Trattamento nei bambini

Nei bambini le fratture sono spesso trattate in modo diverso rispetto a quelle degli adulti, perché le ossa dei bambini sono più piccole, più flessibili, meno fragili e ancora in crescita. Le fratture dei bambini guariscono molto più in fretta e in modo più definitivo rispetto a quelle degli adulti. Diversi anni dopo la maggior parte delle fratture dei bambini, l’osso può apparire pressoché normale alle radiografie.
Per i bambini, i medici preferiscono spesso il trattamento con un gesso piuttosto che l’intervento chirurgico perché
   • Rispetto agli adulti, i bambini presentano meno rigidità dopo aver portato un gesso.
   • È più probabile che siano in grado di muoversi normalmente dopo l’ingessatura.
   • Un intervento chirurgico vicino a un’articolazione può danneggiare la parte dell’osso che permette ai bambini di crescere (cartilagine di accrescimento).

Fasi di guarigione

La guarigione evolve di norma attraverso 3 stadi:
    • Fase di Formazione e Organizzazione dell’Ematoma: le estremità sono immerse nell’ematoma dall’interruzione dei vasi midollari nonché di quelli propri del periostio.
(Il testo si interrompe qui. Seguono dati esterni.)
//! Row filters
//!
//! A [`Filter`] is a conjunction of column equality predicates. It is all the
//! record layer needs: lookups by id, uniqueness probes and child lookups by
//! foreign key.

use crate::store::Row;
use sea_query::Value;

/// Conjunction of `column = value` predicates; the empty filter matches every row
#[derive(Debug, Clone, Default, PartialEq)]
pub struct Filter {
    conditions: Vec<(String, Value)>,
}

impl Filter {
    /// Match every row
    #[must_use]
    pub fn all() -> Self {
        Self::default()
    }

    /// Match rows where `column = value`
    pub fn eq(column: impl Into<String>, value: impl Into<Value>) -> Self {
        Self::all().and(column, value)
    }

    /// Match rows by primary key
    #[must_use]
    pub fn id(id: i64) -> Self {
        Self::eq("id", id)
    }

    /// Add another `column = value` predicate
    #[must_use]
    pub fn and(mut self, column: impl Into<String>, value: impl Into<Value>) -> Self {
        self.conditions.push((column.into(), value.into()));
        self
    }

    /// Columns this filter reads
    pub fn columns(&self) -> impl Iterator<Item = &str> {
        self.conditions.iter().map(|(c, _)| c.as_str())
    }

    /// Whether `row` satisfies every predicate
    ///
    /// NULL never equals anything, including another NULL.
    #[must_use]
    pub fn matches(&self, row: &Row) -> bool {
        self.conditions.iter().all(|(column, expected)| {
            match row.get(column) {
                Some(actual) => {
                    !crate::value::is_null(actual)
                        && !crate::value::is_null(expected)
                        && values_equal(actual, expected)
                }
                None => false,
            }
        })
    }
}

/// Equality that ignores integer width, so `Int(1)` matches a stored `BigInt(1)`
fn values_equal(a: &Value, b: &Value) -> bool {
    match (as_i64(a), as_i64(b)) {
        (Some(x), Some(y)) => x == y,
        _ => a == b,
    }
}

fn as_i64(value: &Value) -> Option<i64> {
    match value {
        Value::BigInt(Some(n)) => Some(*n),
        Value::Int(Some(n)) => Some(i64::from(*n)),
        Value::SmallInt(Some(n)) => Some(i64::from(*n)),
        _ => None,
    }
}

#[cfg(test)]
mod tests {
    use super::*;

    fn row(name: Option<&str>, person_id: i64) -> Row {
        let mut row = Row::new();
        row.set("name", Value::from(name.map(str::to_string)));
        row.set("person_id", Value::BigInt(Some(person_id)));
        row
    }

    #[test]
    fn test_empty_filter_matches_everything() {
        assert!(Filter::all().matches(&row(Some("Home"), 1)));
    }

    #[test]
    fn test_conjunction() {
        let filter = Filter::eq("name", "Home").and("person_id", 2i64);
        assert!(filter.matches(&row(Some("Home"), 2)));
        assert!(!filter.matches(&row(Some("Home"), 3)));
        assert!(!filter.matches(&row(Some("Work"), 2)));
    }

    #[test]
    fn test_integer_width_is_ignored() {
        assert!(Filter::eq("person_id", 2i32).matches(&row(None, 2)));
    }

    #[test]
    fn test_null_never_matches() {
        let filter = Filter::eq("name", Value::String(None));
        assert!(!filter.matches(&row(None, 1)));
    }
}
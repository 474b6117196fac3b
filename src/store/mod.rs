//! In-memory tabular store
//!
//! - [`Row`]: one stored row with typed accessors
//! - [`Database`]: schema plus table data, enforcing every storage constraint
//! - [`MemoryStore`]: the shared, lockable store implementing
//!   [`ShelfExecutor`](crate::executor::ShelfExecutor)
//! - [`snapshot`]: JSON persistence used by the migration CLI

pub mod database;
pub mod memory;
pub mod row;
pub mod snapshot;

pub use database::Database;
pub use memory::MemoryStore;
pub use row::{Row, RowError};
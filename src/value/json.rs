//! JSON encoding of cell values
//!
//! Decimals and timestamps are written as strings so they survive a round trip
//! through JSON without losing precision.

use super::types::{is_null, null_of};
use crate::schema::ColumnType;
use chrono::{DateTime, Utc};
use rust_decimal::Decimal;
use sea_query::Value;
use serde_json::Value as JsonValue;
use std::str::FromStr;

/// Encode a cell value as JSON
#[must_use]
pub fn to_json(value: &Value) -> JsonValue {
    if is_null(value) {
        return JsonValue::Null;
    }
    match value {
        Value::String(Some(s)) => JsonValue::String(s.to_string()),
        Value::BigInt(Some(n)) => JsonValue::from(*n),
        Value::Int(Some(n)) => JsonValue::from(*n),
        Value::Bool(Some(b)) => JsonValue::Bool(*b),
        Value::Decimal(Some(d)) => JsonValue::String(d.to_string()),
        Value::ChronoDateTimeUtc(Some(t)) => JsonValue::String(t.to_rfc3339()),
        other => JsonValue::String(format!("{other:?}")),
    }
}

/// Decode a JSON value for a column of the given type
///
/// # Errors
///
/// Returns a description of the mismatch when `json` cannot represent the type.
pub fn from_json(json: &JsonValue, column_type: ColumnType) -> Result<Value, String> {
    if json.is_null() {
        return Ok(null_of(column_type));
    }
    match column_type {
        ColumnType::String | ColumnType::Text => json
            .as_str()
            .map(|s| Value::from(s.to_string()))
            .ok_or_else(|| format!("expected a string, got {json}")),
        ColumnType::Integer | ColumnType::BigInteger => json
            .as_i64()
            .map(|n| Value::BigInt(Some(n)))
            .ok_or_else(|| format!("expected an integer, got {json}")),
        ColumnType::Decimal { .. } => {
            let parsed = match json {
                JsonValue::String(s) => Decimal::from_str(s).ok(),
                JsonValue::Number(n) => Decimal::from_str(&n.to_string()).ok(),
                _ => None,
            };
            parsed
                .map(Value::from)
                .ok_or_else(|| format!("expected a decimal, got {json}"))
        }
        ColumnType::DateTime => json
            .as_str()
            .and_then(|s| DateTime::parse_from_rfc3339(s).ok())
            .map(|t| Value::from(t.with_timezone(&Utc)))
            .ok_or_else(|| format!("expected an RFC 3339 timestamp, got {json}")),
        ColumnType::Boolean => json
            .as_bool()
            .map(|b| Value::Bool(Some(b)))
            .ok_or_else(|| format!("expected a boolean, got {json}")),
    }
}
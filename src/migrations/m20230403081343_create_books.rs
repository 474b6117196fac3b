//! Migration: Create Books
//! Version: 20230403081343
//! Description: Books, optionally shelved in a library

use crate::migration::{Migration, SchemaManager};

pub struct CreateBooks;

impl Migration for CreateBooks {
    fn name(&self) -> &str {
        "create_books"
    }

    fn version(&self) -> i64 {
        20230403081343
    }

    fn change(&self, manager: &mut SchemaManager) {
        manager.create_table("books", |t| {
            t.string("name");
            t.string("isbn");
            t.decimal("price", 5, 2);
            t.references("library", "libraries").foreign_key();
            t.timestamps();
        });
    }
}
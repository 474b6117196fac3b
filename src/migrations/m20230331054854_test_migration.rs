//! Migration: Test Migration
//! Version: 20230331054854
//! Description: Creates cars and people, with a plain index on people.name and a unique index on people.email

use crate::migration::{Migration, SchemaManager};

pub struct TestMigration;

impl Migration for TestMigration {
    fn name(&self) -> &str {
        "test_migration"
    }

    fn version(&self) -> i64 {
        20230331054854
    }

    fn change(&self, manager: &mut SchemaManager) {
        manager.create_table("cars", |t| {
            t.string("name");
        });

        manager.create_table("people", |t| {
            t.string("name").index();
            t.string("email").unique_index("unique_emails");
        });
    }
}
//! `tracing` spans for transactions and migration units.
//!
//! Compiled only with the `tracing` feature; callers enter the span for the
//! duration of the operation.

use tracing::{info_span, Span};

pub(crate) fn begin_transaction_span(depth: u32) -> Span {
    info_span!("shelfwise.transaction.begin", depth)
}

pub(crate) fn commit_transaction_span(depth: u32) -> Span {
    info_span!("shelfwise.transaction.commit", depth)
}

pub(crate) fn rollback_transaction_span(depth: u32) -> Span {
    info_span!("shelfwise.transaction.rollback", depth)
}

pub(crate) fn migration_span(direction: &'static str, version: i64, name: &str) -> Span {
    info_span!("shelfwise.migration", direction, version, name)
}
//! Schema dumps
//!
//! A dump is a derived artifact: it is regenerated from the cumulative schema
//! after migrations run and is never edited by hand. Output is deterministic
//! (tables and indexes in name order, foreign keys in column order), so two
//! dumps of the same schema are byte-identical.

use super::types::{ColumnDef, ColumnType, OnDelete, TableDef};
use super::Schema;
use sea_query::{
    Alias, ColumnDef as SeaColumnDef, ForeignKey, ForeignKeyAction, Index,
    PostgresQueryBuilder, SchemaStatementBuilder, Table,
};
use serde::{Deserialize, Serialize};
use std::str::FromStr;

/// Output format of a schema dump
#[derive(Debug, Clone, Copy, PartialEq, Eq, Default, Serialize, Deserialize)]
#[serde(rename_all = "lowercase")]
pub enum SchemaFormat {
    /// PostgreSQL DDL
    #[default]
    Sql,
    /// The schema model as pretty-printed JSON
    Json,
}

impl FromStr for SchemaFormat {
    type Err = String;

    fn from_str(s: &str) -> Result<Self, Self::Err> {
        match s.to_ascii_lowercase().as_str() {
            "sql" => Ok(SchemaFormat::Sql),
            "json" => Ok(SchemaFormat::Json),
            other => Err(format!("unknown schema format '{other}' (expected sql or json)")),
        }
    }
}

#[derive(Serialize)]
struct SchemaDocument {
    version: Option<i64>,
    tables: Vec<TableDef>,
}

/// Render `schema` as of `version`, leaving out the `exclude`d tables
///
/// # Errors
///
/// Returns the `serde_json` error if the JSON rendering fails.
pub fn dump_schema(
    schema: &Schema,
    version: Option<i64>,
    format: SchemaFormat,
    exclude: &[&str],
) -> Result<String, serde_json::Error> {
    let tables = normalized_tables(schema, exclude);
    match format {
        SchemaFormat::Json => {
            let mut out = serde_json::to_string_pretty(&SchemaDocument { version, tables })?;
            out.push('\n');
            Ok(out)
        }
        SchemaFormat::Sql => Ok(render_sql(&tables, version)),
    }
}

fn normalized_tables(schema: &Schema, exclude: &[&str]) -> Vec<TableDef> {
    schema
        .tables
        .values()
        .filter(|t| !exclude.contains(&t.name.as_str()))
        .map(|t| {
            let mut table = t.clone();
            table.indexes.sort_by(|a, b| a.name.cmp(&b.name));
            table.foreign_keys.sort_by(|a, b| a.column.cmp(&b.column));
            table
        })
        .collect()
}

fn render_sql(tables: &[TableDef], version: Option<i64>) -> String {
    let mut lines = vec![
        "-- This file is generated from the applied migrations. Do not edit it by hand.".to_string(),
        match version {
            Some(version) => format!("-- version: {version}"),
            None => "-- version: none".to_string(),
        },
    ];

    for table in tables {
        lines.push(String::new());
        lines.push(format!("{};", create_table_statement(table)));
        for index in &table.indexes {
            let mut stmt = Index::create();
            stmt.name(index.name.as_str()).table(Alias::new(table.name.as_str()));
            for column in &index.columns {
                stmt.col(Alias::new(column.as_str()));
            }
            if index.unique {
                stmt.unique();
            }
            lines.push(format!("{};", stmt.build(PostgresQueryBuilder)));
        }
    }

    let foreign_keys: Vec<_> = tables
        .iter()
        .flat_map(|t| t.foreign_keys.iter().map(move |fk| (t, fk)))
        .collect();
    if !foreign_keys.is_empty() {
        lines.push(String::new());
    }
    for (table, fk) in foreign_keys {
        let stmt = ForeignKey::create()
            .name(fk.constraint_name(&table.name).as_str())
            .from(Alias::new(table.name.as_str()), Alias::new(fk.column.as_str()))
            .to(Alias::new(fk.to_table.as_str()), Alias::new(fk.primary_key.as_str()))
            .on_delete(foreign_key_action(fk.on_delete))
            .to_owned();
        lines.push(format!("{};", stmt.build(PostgresQueryBuilder)));
    }

    let mut out = lines.join("\n");
    out.push('\n');
    out
}

fn create_table_statement(table: &TableDef) -> String {
    let mut stmt = Table::create();
    stmt.table(Alias::new(table.name.as_str()));
    for column in &table.columns {
        stmt.col(sea_column(column));
    }
    stmt.build(PostgresQueryBuilder)
}

fn sea_column(column: &ColumnDef) -> SeaColumnDef {
    let mut def = SeaColumnDef::new(Alias::new(column.name.as_str()));
    match column.column_type {
        ColumnType::String => def.string(),
        ColumnType::Text => def.text(),
        ColumnType::Integer => def.integer(),
        ColumnType::BigInteger => def.big_integer(),
        ColumnType::Decimal { precision, scale } => def.decimal_len(precision, scale),
        ColumnType::DateTime => def.timestamp(),
        ColumnType::Boolean => def.boolean(),
    };
    if !column.nullable {
        def.not_null();
    }
    if column.auto_increment {
        def.auto_increment();
    }
    if column.primary_key {
        def.primary_key();
    }
    def
}

fn foreign_key_action(on_delete: OnDelete) -> ForeignKeyAction {
    match on_delete {
        OnDelete::Restrict => ForeignKeyAction::Restrict,
        OnDelete::Cascade => ForeignKeyAction::Cascade,
        OnDelete::Nullify => ForeignKeyAction::SetNull,
    }
}

#[cfg(test)]
mod tests {
    use super::*;
    use crate::schema::{ForeignKeyDef, IndexDef, SchemaOp};

    fn library_schema() -> Schema {
        let mut schema = Schema::new();
        let mut people = TableDef::new("people");
        people.columns.push(ColumnDef::primary_id());
        people.columns.push(ColumnDef::new("name", ColumnType::String));
        people.columns.push(ColumnDef::new("email", ColumnType::String));
        people.indexes.push(IndexDef::new("people", &["name"]));
        let mut unique = IndexDef::new("people", &["email"]);
        unique.unique().named("unique_emails");
        people.indexes.push(unique);
        schema.apply(&SchemaOp::CreateTable { table: people }).unwrap();

        let mut addresses = TableDef::new("addresses");
        addresses.columns.push(ColumnDef::primary_id());
        let mut person_id = ColumnDef::new("person_id", ColumnType::BigInteger);
        person_id.not_null();
        addresses.columns.push(person_id);
        addresses
            .foreign_keys
            .push(ForeignKeyDef::new("person_id", "people"));
        schema.apply(&SchemaOp::CreateTable { table: addresses }).unwrap();
        schema
    }

    #[test]
    fn test_sql_dump_is_deterministic() {
        let schema = library_schema();
        let first = dump_schema(&schema, Some(20230427084023), SchemaFormat::Sql, &[]).unwrap();
        let second = dump_schema(&schema, Some(20230427084023), SchemaFormat::Sql, &[]).unwrap();
        assert_eq!(first, second);
        assert!(first.contains("-- version: 20230427084023"));
        assert!(first.contains("unique_emails"));
        assert!(first.contains("fk_addresses_person_id"));
        // addresses sorts before people
        let addresses = first.find("\"addresses\"").unwrap();
        let people = first.find("CREATE TABLE \"people\"").unwrap();
        assert!(addresses < people);
    }

    #[test]
    fn test_sql_dump_layout() {
        let empty = dump_schema(&Schema::default(), None, SchemaFormat::Sql, &[]).unwrap();
        assert_eq!(
            empty,
            "-- This file is generated from the applied migrations. Do not edit it by hand.\n\
             -- version: none\n"
        );

        let sql = dump_schema(&library_schema(), Some(1), SchemaFormat::Sql, &[]).unwrap();
        assert!(sql.contains("-- version: 1\n\nCREATE TABLE \"addresses\""));
        assert!(sql.ends_with(";\n"));
    }

    #[test]
    fn test_json_dump_excludes_internal_tables() {
        let schema = library_schema();
        let json = dump_schema(&schema, None, SchemaFormat::Json, &["addresses"]).unwrap();
        let parsed: serde_json::Value = serde_json::from_str(&json).unwrap();
        let tables = parsed["tables"].as_array().unwrap();
        assert_eq!(tables.len(), 1);
        assert_eq!(tables[0]["name"], "people");
        // indexes come out in name order
        assert_eq!(tables[0]["indexes"][0]["name"], "index_people_on_name");
        assert_eq!(tables[0]["indexes"][1]["name"], "unique_emails");
    }

    #[test]
    fn test_format_parses_case_insensitively() {
        assert_eq!("SQL".parse::<SchemaFormat>(), Ok(SchemaFormat::Sql));
        assert_eq!("json".parse::<SchemaFormat>(), Ok(SchemaFormat::Json));
        assert!("yaml".parse::<SchemaFormat>().is_err());
    }
}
A questo fa seguito la formazione dell’ematoma e la colonizzazione connettivale del coagulo.
    • Fase di Formazione del Callo: le cellule osteoblastiche proliferano e cominciano a produrre sostanza proteica nella quale restano inclusi trasformandosi in osteociti (Callo Fibroso). La sostanza proteica si dispone a Lamelle mentre i Sali di calcio si depositano informa cristallina formando il “Callo Osseo”

    • Fase di strutturazione del Callo: le singole Lamelle si fondano in Travate che circondano i frammenti della frattura formando il “Callo Provvisorio” che poi sarà modellato in quello definitivo grazie alle sollecitazioni del carico o delle masse muscolari.